Vom Salzwasser mit einem Schritt in den Schnee auf Spitzbergen. Geht das? Vor allem dann, wenn man ein Segelschiff nimmt, um zum Einstieg der Skitour zu gelangen. Ski & Sail heißt das Outdoor-Abenteuer hoch im Norden Europas. Pulverschnee darf man allerdings auf dem sturmumtosten, arktischen Archipel nicht immer erwarten. Doch bis weit in den Mai hinein reicht der Schnee bis an die Küste hinab. Man kann direkt nach dem Ausbooten in die Tourenski-Bindung einsteigen. Wer ein unverdorbenes einsames Natur-Erlebnis in einer faszinierenden Landschaft sucht, der wird in Svalbard sicher fündig.

Von: Folkert Lenz

Stand: 17.04.2020

Vom Salzwasser in den Pulverschnee | Bild: BR; Folkert Lenz

Mit dem Motor-Schlauchboot geht es zur Skitour, jedenfalls, wenn man mit der „Rembrandt van Rijn“ in der arktischen Inselgruppe unterwegs ist.

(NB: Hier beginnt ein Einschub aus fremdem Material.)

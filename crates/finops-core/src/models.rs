//! Core data models for the cost dataset

use chrono::{DateTime, Utc};
use serde::{Deserialize, Serialize};
use std::collections::BTreeMap;
use std::fmt;

/// Tag set attached to a cloud resource (key → value)
pub type Tags = BTreeMap<String, String>;

/// Cost amounts keyed by a grouping label (service, team, environment)
pub type CostBreakdown = BTreeMap<String, f64>;

/// Lifecycle state reported by the provider
#[derive(Debug, Clone, Copy, PartialEq, Eq, Serialize, Deserialize)]
#[serde(rename_all = "kebab-case")]
pub enum ResourceState {
    Pending,
    Running,
    Stopping,
    Stopped,
    ShuttingDown,
    Terminated,
    Available,
    InUse,
    Creating,
    Deleting,
    #[serde(other)]
    Unknown,
}

impl ResourceState {
    pub fn is_running(&self) -> bool {
        matches!(self, ResourceState::Running)
    }
}

/// Resource category a record or finding belongs to
#[derive(Debug, Clone, Copy, PartialEq, Eq, Hash, Serialize, Deserialize)]
pub enum ResourceKind {
    #[serde(rename = "EC2")]
    Instance,
    #[serde(rename = "EBS")]
    Volume,
    #[serde(rename = "Snapshot")]
    Snapshot,
    #[serde(rename = "EIP")]
    ElasticAddress,
    #[serde(rename = "RDS")]
    DatabaseInstance,
}

impl ResourceKind {
    pub fn label(&self) -> &'static str {
        match self {
            ResourceKind::Instance => "EC2",
            ResourceKind::Volume => "EBS",
            ResourceKind::Snapshot => "Snapshot",
            ResourceKind::ElasticAddress => "EIP",
            ResourceKind::DatabaseInstance => "RDS",
        }
    }
}

impl fmt::Display for ResourceKind {
    fn fmt(&self, f: &mut fmt::Formatter<'_>) -> fmt::Result {
        f.write_str(self.label())
    }
}

/// Compute instance (EC2)
#[derive(Debug, Clone, PartialEq, Serialize, Deserialize)]
pub struct ComputeInstance {
    pub id: String,
    #[serde(rename = "type")]
    pub instance_type: String,
    pub state: ResourceState,
    /// Average CPU utilization over the lookback window, absent when unmeasured
    #[serde(default)]
    pub cpu_avg: Option<f64>,
    #[serde(default)]
    pub tags: Tags,
}

/// Block storage volume (EBS)
#[derive(Debug, Clone, PartialEq, Serialize, Deserialize)]
pub struct BlockVolume {
    pub id: String,
    pub size_gb: u64,
    #[serde(rename = "type")]
    pub volume_type: String,
    pub state: ResourceState,
    #[serde(default)]
    pub attached: Option<bool>,
    #[serde(default)]
    pub tags: Tags,
}

impl BlockVolume {
    /// Missing attachment data counts as attached.
    pub fn is_attached(&self) -> bool {
        self.attached.unwrap_or(true)
    }
}

/// Volume snapshot
#[derive(Debug, Clone, PartialEq, Serialize, Deserialize)]
pub struct Snapshot {
    pub id: String,
    pub size_gb: u64,
    pub age_days: u32,
    #[serde(default)]
    pub tags: Tags,
}

/// Elastic (static public) IP address
#[derive(Debug, Clone, PartialEq, Serialize, Deserialize)]
pub struct ElasticAddress {
    pub id: String,
    pub ip: String,
    #[serde(default)]
    pub attached: Option<bool>,
    #[serde(default)]
    pub tags: Tags,
}

impl ElasticAddress {
    /// Missing association data counts as attached.
    pub fn is_attached(&self) -> bool {
        self.attached.unwrap_or(true)
    }
}

/// Managed database instance (RDS)
#[derive(Debug, Clone, PartialEq, Serialize, Deserialize)]
pub struct DatabaseInstance {
    pub id: String,
    #[serde(rename = "type")]
    pub instance_class: String,
    pub engine: String,
    pub state: ResourceState,
    #[serde(default)]
    pub cpu_avg: Option<f64>,
    #[serde(default)]
    pub tags: Tags,
}

/// Snapshot of an account's inventory and billing data
#[derive(Debug, Clone, PartialEq, Serialize, Deserialize)]
pub struct CostDataset {
    pub account_id: String,
    pub region: String,
    #[serde(rename = "collection_time")]
    pub collected_at: DateTime<Utc>,

    #[serde(default, rename = "ec2_instances")]
    pub instances: Vec<ComputeInstance>,
    #[serde(default, rename = "ebs_volumes")]
    pub volumes: Vec<BlockVolume>,
    #[serde(default)]
    pub snapshots: Vec<Snapshot>,
    #[serde(default, rename = "elastic_ips")]
    pub addresses: Vec<ElasticAddress>,
    #[serde(default, rename = "rds_instances")]
    pub databases: Vec<DatabaseInstance>,

    pub total_monthly_cost: f64,
    #[serde(default)]
    pub costs_by_service: CostBreakdown,
    #[serde(default)]
    pub costs_by_team: CostBreakdown,
    #[serde(default)]
    pub costs_by_environment: CostBreakdown,
}

impl CostDataset {
    /// Create an empty dataset for the given account and region
    pub fn new(account_id: impl Into<String>, region: impl Into<String>, collected_at: DateTime<Utc>) -> Self {
        Self {
            account_id: account_id.into(),
            region: region.into(),
            collected_at,
            instances: Vec::new(),
            volumes: Vec::new(),
            snapshots: Vec::new(),
            addresses: Vec::new(),
            databases: Vec::new(),
            total_monthly_cost: 0.0,
            costs_by_service: CostBreakdown::new(),
            costs_by_team: CostBreakdown::new(),
            costs_by_environment: CostBreakdown::new(),
        }
    }

    /// Instances currently in the running state
    pub fn running_instances(&self) -> impl Iterator<Item = &ComputeInstance> {
        self.instances.iter().filter(|i| i.state.is_running())
    }

    /// Total number of resource records across all categories
    pub fn resource_count(&self) -> usize {
        self.instances.len()
            + self.volumes.len()
            + self.snapshots.len()
            + self.addresses.len()
            + self.databases.len()
    }
}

Die „Rembrandt van Rijn“ wird zum schwimmenden Basislager.

Der blau-weiße Dreimaster liegt vor Anker im Fjord, während sich die Skitourengeher am Kiesstrand zum Landgang rüsten. Über einen frisch verschneiten Gletscher geht es mit dem Südtiroler Bergführer Stephan Andres auf den Jutulslottet, auf das „Schloss der Riesen“. Gerade mal 800 Meter spitzt die unbedeutend wirkende Schneepyramide über das Meer hinaus, doch man beginnt die Tour auf Seehöhe, weshalb es auch die niedrigen Berge in sich haben.

Die Berge auf Svalbard sind eher niedrig, die Touren starten aber auf Meereshöhe.

Wer sich mit Ski nach Spitzbergen aufmacht, der hat keine Extrem-Abfahrten oder Gewalt-Touren im Sinn. Schnell erliegen die meisten der Faszination der menschenleeren Wildnis, der Riesengletscher und der Einsamkeit. Besinnlichkeit ergreift fast alle, als die Gruppe sich gemächlich über Moränenschutt zum Gletscher hinüber arbeitet. Nur das leise Klackern der Tourenbindungen ist neben dem Pfeifen des ewigen Windes in der arktischen Stille zu hören. Nicht der sportliche Adrenalin-Kick zählt, sondern das Erlebnis der Natur.

Endlose Weite: Abstieg zum Skidepot

Für eine Woche wird die „Rembrandt van Rijn“ zum schwimmenden Basislager für die Skitourengeher. Das Segelschiff schippert dorthin, wo die Bord-Bergführer von „Oceanwide Expeditions“ den besten Schnee wittern. In den verschneiten und gefrorenen Buchten und Fjorden des arktischen Archipels unterwegs zu sein, das lässt kaum einen Mitfahrenden kalt. Auch für Kapitän „Ali“ Schmidt ist der polare Törn etwas Besonderes, denn er muss hier nicht nur das Wasser, sondern auch das Eis im Blick behalten. See-Eis kann hier an der Westküste in den Fjorden, wo es besonders ruhig und geschützt ist, schnell zufrieren und sich dann lange halten. Dazu kommt das Eis, das von den Gletschern abbricht und dann langsam durch die Fjorde hinaus ins Meer treibt und dort Eisberge bildet. Schollen klimpern an der Bordwand des Seglers, ein kleiner Eisberg dümpelt vorbei – es ist Polar-Frühling.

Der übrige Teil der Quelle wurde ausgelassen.